Jekaran heard the shrug in Hort’s voice.
“Guess I just got used to the killing.”
“I don’t know how you could.” Jekaran gagged as he remembered the reeking viscera of the bandits in Rasha strewn about on the cobblestones of the bridge. That had been the first time he had used the sword, and although he had been defending himself, the carnage he’d wrought still haunted him.
“You’d be surprised,” Hort said.
“So why bother fixing me up? Isn’t that a bit like washing a chicken on its way to the chopping block?”
Hort chuckled. “Maybe. But I like you, Ulan. You remind me of someone I used to know.”
“And who’s that?” Jekaran asked, but he didn’t get an answer. The sound of a wooden door banging open reverberated painfully through his head, followed by a familiar nasal voice.
“He’s awake?” Gymal called to Hort.
“You have a signal talis,” Jekaran accused Hort in a low voice.
“Yes, Lord Gymal,” Hort called back and then shifted to a whisper. “He wanted to know the moment you regained consciousness. He is still my employer after all,” he added in a tone that was both defensive and apologetic.
The swishing of cloth and creaking floorboards told Jekaran Gymal was approaching. “I wasn’t certain y
ou would wake up at all.”
“Disappointed?”
Gymal sighed. “Why do you insist on making every one of our dealings confrontational?”
“Why do you insist on being an ass?” Jekaran knew it was childish, but he didn’t care. He wasn’t in the mood to deal with the weaselly little lord.
“You peasants are all the same,” Gymal snapped. “You think the nobility is always looking down on you. Well, we do, but not in the way you think. We look down on you the way a parent looks down on its child. You have no idea what I do to protect and prosper the lowborn under my care. The burden of making sure my children survive and behave is heavier than you’ll ever know.”
“Well aren’t you the suffering hero?” Jekaran made sure the words were dripping with sarcasm.
Gymal sighed again. “That sword talis has only added to your insufferable arrogance.” He paused, and then said, “Speaking of which, how did you come by that talis? I know you wouldn’t have the coin to purchase it on the black market. Such a powerful talis would be worth a small fortune. That makes me think that someone gave it to you. Someone in your village.”
Jekaran’s bravado evaporated. Ez!
He had just saved his uncle from the Rikujo and wasn’t about to give him up as a target for the law. He had to think of a lie–and quick. Something that would sound possible, and throw Gymal off the line of thinking he was pursuing. A line of thinking that would fast lead the man to the truth. Gymal may be a horrible person, but he wasn’t stupid. Jekaran needed to remember that.

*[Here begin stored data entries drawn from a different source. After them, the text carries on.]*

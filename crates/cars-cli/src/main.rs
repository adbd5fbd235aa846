//! Cars ETL CLI - Main entry point

use cars_cli::{Cli, Commands};
use cars_common::logging::{init_logging, LogConfig, LogLevel};
use clap::Parser;
use std::process;
use tracing::error;

#[tokio::main]
async fn main() {
    let cli = Cli::parse();

    // Initialize logging based on verbose flag and environment
    let log_level = if cli.verbose {
        LogLevel::Debug
    } else {
        LogLevel::Info
    };

    let log_config = LogConfig::builder()
        .level(log_level)
        .log_file_prefix("cars".to_string())
        .build();

    // Environment variables take precedence
    let log_config = LogConfig::from_env().unwrap_or(log_config);

    // The CLI should still work if logging cannot be initialized
    let _ = init_logging(&log_config);

    let result = match cli.command {
        Commands::Run { data_dir, no_reports } => {
            cars_cli::commands::run::run(data_dir, no_reports).await
        },
        Commands::Status => cars_cli::commands::status::run().await,
        Commands::Init => cars_cli::commands::init::run(),
    };

    if let Err(e) = result {
        error!(error = %e, "Command failed");
        eprintln!("Error: {}", e);
        process::exit(1);
    }
}
//! Configuration management

use cars_common::{EtlError, Result};
use serde::{Deserialize, Serialize};
use std::path::PathBuf;

// ============================================================================
// Pipeline Configuration Constants
// ============================================================================

/// Default directory scanned for incoming listing files.
pub const DEFAULT_DATA_DIR: &str = "./data";

/// Default path of the processed-files ledger log.
pub const DEFAULT_LEDGER_PATH: &str = "processed_files.log";

/// Default SQLite database file.
pub const DEFAULT_DATABASE_PATH: &str = "cars_etl.db";

/// Default relational sink table name.
pub const DEFAULT_TABLE_NAME: &str = "cars_analysis";

/// Default flat-file sink path.
pub const DEFAULT_OUTPUT_CSV: &str = "cars_transformed.csv";

/// Default directory for post-load summary reports.
pub const DEFAULT_PLOTS_DIR: &str = "plots";

/// Default currency rate endpoint.
pub const DEFAULT_RATE_ENDPOINT: &str = "https://api.frankfurter.app/latest?from=USD&to=INR";

/// Default target currency code looked up in the rate response.
pub const DEFAULT_RATE_CURRENCY: &str = "INR";

/// Default fallback rate used when the endpoint cannot be reached.
pub const DEFAULT_FALLBACK_RATE: f64 = 83.0;

/// Default rate request timeout in seconds.
pub const DEFAULT_RATE_TIMEOUT_SECS: u64 = 10;

/// Pipeline configuration
#[derive(Debug, Clone, Serialize, Deserialize)]
pub struct EtlConfig {
    /// Directory scanned for `*.csv` input files
    pub data_dir: PathBuf,

    /// Append-only ledger of fully committed source files
    pub ledger_path: PathBuf,

    /// SQLite database file for the relational sink
    pub database_path: PathBuf,

    /// Table name for the relational sink
    pub table_name: String,

    /// Flat-file sink path
    pub output_csv: PathBuf,

    /// Directory for post-load summary reports
    pub plots_dir: PathBuf,

    /// Rate resolver configuration
    pub rates: RateConfig,
}

/// Currency rate resolver configuration
#[derive(Debug, Clone, Serialize, Deserialize)]
pub struct RateConfig {
    /// HTTP endpoint returning `{"rates": {"<currency>": <number>}}`
    pub endpoint: String,

    /// Currency code looked up under `rates`
    pub currency: String,

    /// Fixed rate used whenever the endpoint fails
    pub fallback_rate: f64,

    /// Request timeout in seconds
    pub timeout_secs: u64,
}

impl Default for RateConfig {
    fn default() -> Self {
        RateConfig {
            endpoint: DEFAULT_RATE_ENDPOINT.to_string(),
            currency: DEFAULT_RATE_CURRENCY.to_string(),
            fallback_rate: DEFAULT_FALLBACK_RATE,
            timeout_secs: DEFAULT_RATE_TIMEOUT_SECS,
        }
    }
}

impl RateConfig {
    /// Validate configuration
    pub fn validate(&self) -> Result<()> {
        if self.endpoint.is_empty() {
            return Err(EtlError::Config("Rate endpoint cannot be empty".to_string()));
        }
        if self.currency.is_empty() {
            return Err(EtlError::Config("Rate currency cannot be empty".to_string()));
        }
        if self.fallback_rate <= 0.0 {
            return Err(EtlError::Config(format!(
                "Fallback rate must be positive, got {}",
                self.fallback_rate
            )));
        }
        if self.timeout_secs == 0 {
            return Err(EtlError::Config("Rate timeout must be greater than 0".to_string()));
        }
        Ok(())
    }
}

impl Default for EtlConfig {
    fn default() -> Self {
        EtlConfig {
            data_dir: PathBuf::from(DEFAULT_DATA_DIR),
            ledger_path: PathBuf::from(DEFAULT_LEDGER_PATH),
            database_path: PathBuf::from(DEFAULT_DATABASE_PATH),
            table_name: DEFAULT_TABLE_NAME.to_string(),
            output_csv: PathBuf::from(DEFAULT_OUTPUT_CSV),
            plots_dir: PathBuf::from(DEFAULT_PLOTS_DIR),
            rates: RateConfig::default(),
        }
    }
}

impl EtlConfig {
    /// Load configuration from environment variables and defaults
    ///
    /// - `CARS_DATA_DIR`, `CARS_LEDGER_PATH`, `CARS_DATABASE_PATH`,
    ///   `CARS_TABLE_NAME`, `CARS_OUTPUT_CSV`, `CARS_PLOTS_DIR`
    /// - `CARS_RATE_ENDPOINT`, `CARS_RATE_CURRENCY`,
    ///   `CARS_RATE_FALLBACK`, `CARS_RATE_TIMEOUT_SECS`
    pub fn load() -> Result<Self> {
        dotenvy::dotenv().ok();

        let mut config = EtlConfig::default();

        if let Ok(dir) = std::env::var("CARS_DATA_DIR") {
            config.data_dir = PathBuf::from(dir);
        }
        if let Ok(path) = std::env::var("CARS_LEDGER_PATH") {
            config.ledger_path = PathBuf::from(path);
        }
        if let Ok(path) = std::env::var("CARS_DATABASE_PATH") {
            config.database_path = PathBuf::from(path);
        }
        if let Ok(table) = std::env::var("CARS_TABLE_NAME") {
            config.table_name = table;
        }
        if let Ok(path) = std::env::var("CARS_OUTPUT_CSV") {
            config.output_csv = PathBuf::from(path);
        }
        if let Ok(dir) = std::env::var("CARS_PLOTS_DIR") {
            config.plots_dir = PathBuf::from(dir);
        }
        if let Ok(url) = std::env::var("CARS_RATE_ENDPOINT") {
            config.rates.endpoint = url;
        }
        if let Ok(currency) = std::env::var("CARS_RATE_CURRENCY") {
            config.rates.currency = currency;
        }
        if let Ok(rate) = std::env::var("CARS_RATE_FALLBACK") {
            config.rates.fallback_rate = rate
                .parse()
                .map_err(|_| EtlError::Config(format!("Invalid CARS_RATE_FALLBACK: {}", rate)))?;
        }
        if let Ok(secs) = std::env::var("CARS_RATE_TIMEOUT_SECS") {
            config.rates.timeout_secs = secs.parse().map_err(|_| {
                EtlError::Config(format!("Invalid CARS_RATE_TIMEOUT_SECS: {}", secs))
            })?;
        }

        config.rates.validate()?;
        Ok(config)
    }

    /// SQLite connection URL for the configured database file,
    /// creating the file on first connect.
    pub fn database_url(&self) -> String {
        format!("sqlite://{}?mode=rwc", self.database_path.display())
    }
}
//! `cars run` - one end-to-end pipeline cycle

use anyhow::Result;
use cars_etl::{
    EnrichedListing, EtlConfig, NoopVisualizer, Pipeline, RunOutcome, SummaryReportVisualizer,
    Visualizer,
};
use comfy_table::Table;

/// Rows shown from the enriched batch after a completed run
const PREVIEW_ROWS: usize = 5;

pub async fn run(data_dir: Option<String>, no_reports: bool) -> Result<()> {
    let mut config = EtlConfig::load()?;
    if let Some(dir) = data_dir {
        config.data_dir = dir.into();
    }

    let reports = SummaryReportVisualizer::new(&config.plots_dir);
    let visualizer: &dyn Visualizer = if no_reports { &NoopVisualizer } else { &reports };

    let pipeline = Pipeline::new(config)?;
    match pipeline.run(visualizer).await? {
        RunOutcome::Skipped => {
            println!("No new input files; nothing to do.");
        },
        RunOutcome::Completed(summary) => {
            println!(
                "Loaded {} rows from {} file(s) at rate {} ({:?}).",
                summary.loaded_rows,
                summary.source_files.len(),
                summary.rate,
                summary.rate_source,
            );
            let dropped = summary.stats.dropped_invalid
                + summary.stats.dropped_duplicate
                + summary.stats.dropped_zero_mileage;
            if dropped > 0 {
                println!(
                    "Dropped {} row(s): {} invalid, {} duplicate, {} zero-mileage.",
                    dropped,
                    summary.stats.dropped_invalid,
                    summary.stats.dropped_duplicate,
                    summary.stats.dropped_zero_mileage,
                );
            }
            if !summary.rows.is_empty() {
                println!("{}", preview_table(&summary.rows));
            }
        },
    }

    Ok(())
}

fn preview_table(rows: &[EnrichedListing]) -> Table {
    let mut table = Table::new();
    table.set_header([
        "Manufacturer",
        "Model",
        "Year",
        "Mileage",
        "Category",
        "Price",
        "Price (INR)",
        "Age",
    ]);

    for row in rows.iter().take(PREVIEW_ROWS) {
        table.add_row([
            row.listing.manufacturer.clone(),
            row.listing.model.clone(),
            row.listing.year_of_manufacture.to_string(),
            row.listing.mileage.to_string(),
            row.mileage_category.to_string(),
            row.listing.price.to_string(),
            format!("{:.2}", row.price_inr),
            row.car_age.to_string(),
        ]);
    }

    table
}
//! `cars init` - create the working directories

use anyhow::{Context, Result};
use cars_etl::EtlConfig;
use tracing::info;

pub fn run() -> Result<()> {
    let config = EtlConfig::load()?;

    std::fs::create_dir_all(&config.data_dir).with_context(|| {
        format!("Failed to create data directory {}", config.data_dir.display())
    })?;
    std::fs::create_dir_all(&config.plots_dir).with_context(|| {
        format!("Failed to create reports directory {}", config.plots_dir.display())
    })?;

    info!(
        data_dir = %config.data_dir.display(),
        plots_dir = %config.plots_dir.display(),
        "Initialized working directories"
    );
    println!("Created {}", config.data_dir.display());
    println!("Created {}", config.plots_dir.display());
    println!("Drop CSV files into {} and run `cars run`.", config.data_dir.display());

    Ok(())
}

“Kairah!” he suddenly blurted out.
“The Allosian woman?”
“Yes,” Jekaran said. “She said she needed a guide to the capitol and someone to protect her. I met her in Rasha, and that’s where she hired me and gave me the sword.”
Gymal was silent for a long time before finally saying, “That sounds surprisingly plausible. Though I am certain you are not being completely honest with me.”
“Guess you’ll just have to take my word for it, unless you have an oath collar.” That was stupid, Jekaran berated himself. What if Gymal did have an oath collar?